Exercise: Find each line below that includes "crate", then copy it.

--- Data extract ---

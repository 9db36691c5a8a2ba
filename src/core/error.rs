use axum::{
    http::StatusCode,
    response::{IntoResponse, Response},
    Json,
};
use thiserror::Error;

use crate::shared::constants::MSG_INTERNAL_ERROR;
use crate::shared::types::ErrorResponse;

#[derive(Debug, Error)]
pub enum AppError {
    #[error("Database error: {0}")]
    Database(#[from] sqlx::Error),

    #[error("Database migration failed: {0}")]
    Migration(#[from] sqlx::migrate::MigrateError),

    #[error("Not found: {0}")]
    NotFound(String),

    #[error("Validation error: {0}")]
    Validation(String),

    #[error("Bad request: {0}")]
    BadRequest(String),

    #[error("Internal server error: {0}")]
    Internal(String),
}

impl AppError {
    pub fn status_code(&self) -> StatusCode {
        match self {
            AppError::Database(_) | AppError::Migration(_) | AppError::Internal(_) => {
                StatusCode::INTERNAL_SERVER_ERROR
            }
            AppError::NotFound(_) => StatusCode::NOT_FOUND,
            AppError::Validation(_) | AppError::BadRequest(_) => StatusCode::BAD_REQUEST,
        }
    }
}

impl IntoResponse for AppError {
    fn into_response(self) -> Response {
        let status = self.status_code();

        // Server-side faults keep their cause in the logs, never in the body
        let message = match self {
            AppError::Database(ref e) => {
                tracing::error!("Database error: {:?}", e);
                MSG_INTERNAL_ERROR.to_string()
            }
            AppError::Migration(ref e) => {
                tracing::error!("Migration error: {:?}", e);
                MSG_INTERNAL_ERROR.to_string()
            }
            AppError::Internal(ref msg) => {
                tracing::error!("Internal error: {}", msg);
                MSG_INTERNAL_ERROR.to_string()
            }
            AppError::Validation(msg) => {
                tracing::debug!("Validation failed: {}", msg);
                msg
            }
            AppError::BadRequest(msg) => {
                tracing::debug!("Bad request: {}", msg);
                msg
            }
            AppError::NotFound(msg) => msg,
        };

        (status, Json(ErrorResponse::new(message))).into_response()
    }
}

pub type Result<T> = std::result::Result<T, AppError>;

---

Solution to this exercise:
use crate::shared::constants::MSG_INTERNAL_ERROR;
use crate::shared::types::ErrorResponse;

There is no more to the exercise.